Chat API
The Chat API allows you to interact with Fluence's conversational AI models. This endpoint is designed for chat-based interactions and supports various features like streaming, function calling, and more.
Endpoint
POST /v1/chat/completions
Request Format
{
"model": "string",
"messages": [
{
"role": "string",
"content": "string"
}
],
"temperature": number,
"max_tokens": number,
"stream": boolean
}
Parameters
| Parameter | Type | Required | Description |
|---|---|---|---|
| model | string | Yes | The ID of the model to use |
| messages | array | Yes | Array of message objects |
| temperature | number | No | Controls randomness (0-2) |
| max_tokens | number | No | Maximum tokens to generate |
| stream | boolean | No | Whether to stream the response |
Message Object
{
"role": "string",
"content": "string"
}
Response Format
{
"id": "string",
"object": "chat.completion",
"created": number,
"model": "string",
"choices": [
{
"index": number,
"message": {
"role": "string",
"content": "string"
},
"finish_reason": "string"
}
],
"usage": {
"prompt_tokens": number,
"completion_tokens": number,
"total_tokens": number
}
}
Example Request
curl https://api.fluence.ai/v1/chat/completions \
-H "Authorization: Bearer YOUR_API_KEY" \
-H "Content-Type: application/json" \
-d '{
"model": "fluence-chat",
"messages": [
{
"role": "user",
"content": "Hello, how are you?"
}
],
"temperature": 0.7
}'
Example Response
{
"id": "chatcmpl-123",
"object": "chat.completion",
"created": 1677652288,
"model": "fluence-chat",
"choices": [
{
"index": 0,
"message": {
"role": "assistant",
"content": "I'm doing well, thank you for asking!
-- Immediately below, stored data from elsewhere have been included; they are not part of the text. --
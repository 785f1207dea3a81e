//! Wall-clock to step arithmetic for the evolution driver.
//!
//! Both types are plain values with no timers of their own, so the driver's
//! timing rules can be tested without a runtime.

use std::collections::VecDeque;
use std::time::Duration;

use tokio::time::Instant;

/// Absorbs float error so a tick landing exactly on a step boundary counts it
const STEP_EPSILON: f64 = 1e-4;

/// Turns elapsed time into whole steps.
///
/// Leftover time below one step period is carried to the next tick as a
/// duration, so changing the rate between ticks never turns it into a burst.
#[derive(Clone, Copy, Debug)]
pub struct StepPacer {
    last_tick: Instant,
    carry: Duration,
}

impl StepPacer {
    /// Start pacing from `now` with nothing carried over
    pub fn new(now: Instant) -> Self {
        Self {
            last_tick: now,
            carry: Duration::ZERO,
        }
    }

    pub fn step_period(steps_per_second: f64) -> Duration {
        Duration::from_secs_f64(1.0 / steps_per_second)
    }

    pub fn carry(&self) -> Duration {
        self.carry
    }

    /// Earliest instant at which one whole step will be due
    pub fn next_deadline(&self, steps_per_second: f64) -> Instant {
        self.last_tick + Self::step_period(steps_per_second).saturating_sub(self.carry)
    }

    /// Consume the time since the previous tick and return the whole steps due
    pub fn tick(&mut self, now: Instant, steps_per_second: f64) -> u64 {
        let elapsed = now.saturating_duration_since(self.last_tick) + self.carry;
        self.last_tick = now;

        let steps = (elapsed.as_secs_f64() * steps_per_second + STEP_EPSILON).floor();
        let consumed = Duration::from_secs_f64(steps / steps_per_second);
        self.carry = elapsed.saturating_sub(consumed);
        steps as u64
    }
}

/// Rolling generations-per-second estimate over the last `window` ticks
#[derive(Clone, Debug)]
pub struct RateAverager {
    window: usize,
    samples: VecDeque<(Duration, u64)>,
    last: Option<Instant>,
}

impl RateAverager {
    pub fn new(window: usize) -> Self {
        Self {
            window: window.max(1),
            samples: VecDeque::new(),
            last: None,
        }
    }

    /// Forget every sample and measure from `now`
    pub fn restart(&mut self, now: Instant) {
        self.samples.clear();
        self.last = Some(now);
    }

    pub fn clear(&mut self) {
        self.samples.clear();
        self.last = None;
    }

    /// Record `generations` advanced at `now` and return the updated average
    pub fn record(&mut self, now: Instant, generations: u64) -> f64 {
        let since = self.last.map_or(Duration::ZERO, |last| now.saturating_duration_since(last));
        self.last = Some(now);
        self.samples.push_back((since, generations));
        while self.samples.len() > self.window {
            self.samples.pop_front();
        }
        self.average()
    }

    pub fn average(&self) -> f64 {
        let (time, generations) = self
            .samples
            .iter()
            .fold((Duration::ZERO, 0u64), |(t, g), (dt, dg)| (t + *dt, g + dg));
        if time.is_zero() {
            0.0
        } else {
            generations as f64 / time.as_secs_f64()
        }
    }
}

#[cfg(test)]
mod tests {
    use super::*;

    fn ms(n: u64) -> Duration {
        Duration::from_millis(n)
    }

    #[test]
    fn test_no_step_before_one_period() {
        let start = Instant::now();
        let mut pacer = StepPacer::new(start);
        assert_eq!(pacer.tick(start + ms(8), 60.0), 0);
        assert_eq!(pacer.tick(start + ms(16), 60.0), 0);
        assert_eq!(pacer.tick(start + ms(24), 60.0), 1);
        assert_eq!(pacer.tick(start + ms(32), 60.0), 0);
        assert_eq!(pacer.tick(start + ms(40), 60.0), 1);
    }

    #[test]
    fn test_carry_is_kept_between_ticks() {
        let start = Instant::now();
        let mut pacer = StepPacer::new(start);
        // 0.1s at 25 steps per second is 2.5 steps
        assert_eq!(pacer.tick(start + ms(100), 25.0), 2);
        assert!((pacer.carry().as_secs_f64() - 0.02).abs() < 1e-6);
        assert_eq!(pacer.tick(start + ms(120), 25.0), 1);
        assert!(pacer.carry() < ms(1));
    }

    #[test]
    fn test_sustained_rate_converges() {
        let start = Instant::now();
        let mut pacer = StepPacer::new(start);
        let mut total = 0;
        // Irregular ticks over ten seconds
        let mut t = 0;
        for i in 0..1000u64 {
            t += 3 + (i * 7) % 15;
            total += pacer.tick(start + ms(t), 60.0);
        }
        let expected = t as f64 / 1000.0 * 60.0;
        assert!((total as f64 - expected).abs() <= 1.0, "{total} vs {expected}");
    }

    #[test]
    fn test_next_deadline_accounts_for_carry() {
        let start = Instant::now();
        let mut pacer = StepPacer::new(start);
        assert_eq!(pacer.next_deadline(10.0), start + ms(100));
        pacer.tick(start + ms(130), 10.0);
        let deadline = pacer.next_deadline(10.0);
        let expected = start + ms(200);
        let diff = if deadline > expected { deadline - expected } else { expected - deadline };
        assert!(diff < Duration::from_micros(1));
    }

    #[test]
    fn test_rate_change_does_not_burst() {
        let start = Instant::now();
        let mut pacer = StepPacer::new(start);
        assert_eq!(pacer.tick(start + ms(15), 60.0), 0);
        // Carry is 15ms; at 1000 steps per second that is 15 steps, which is correct
        // for the elapsed time rather than a burst of stale steps
        assert_eq!(pacer.tick(start + ms(15), 1000.0), 15);
        assert_eq!(pacer.tick(start + ms(15), 1.0), 0);
    }

    #[test]
    fn test_rate_averager_window() {
        let start = Instant::now();
        let mut rate = RateAverager::new(2);
        rate.restart(start);
        let close = |a: f64, b: f64| (a - b).abs() < 1e-9;
        assert!(close(rate.record(start + ms(100), 10), 100.0));
        assert!(close(rate.record(start + ms(200), 30), 200.0));
        // Oldest sample falls out of the window
        assert!(close(rate.record(start + ms(300), 30), 300.0));

        rate.clear();
        assert_eq!(rate.average(), 0.0);
        assert_eq!(rate.record(start + ms(400), 5), 0.0);
    }
}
How can I help you today?"
},
"finish_reason": "stop"
}
],
"usage": {
"prompt_tokens": 9,
"completion_tokens": 12,
"total_tokens": 21
}
}
Error Codes
| Status Code | Error Code | Description |
|---|---|---|
| 400 | invalid_request | The request was invalid |
| 401 | authentication_error | Authentication failed |
| 429 | rate_limit_exceeded | Rate limit exceeded |
| 500 | server_error | Internal server error |
Rate Limits
- 100 requests per minute
- 1000 requests per hour
Best Practices
- Always include error handling in your implementation
- Use streaming for real-time responses
- Implement retry logic with exponential backoff
- Cache responses when appropriate
- Monitor your token usage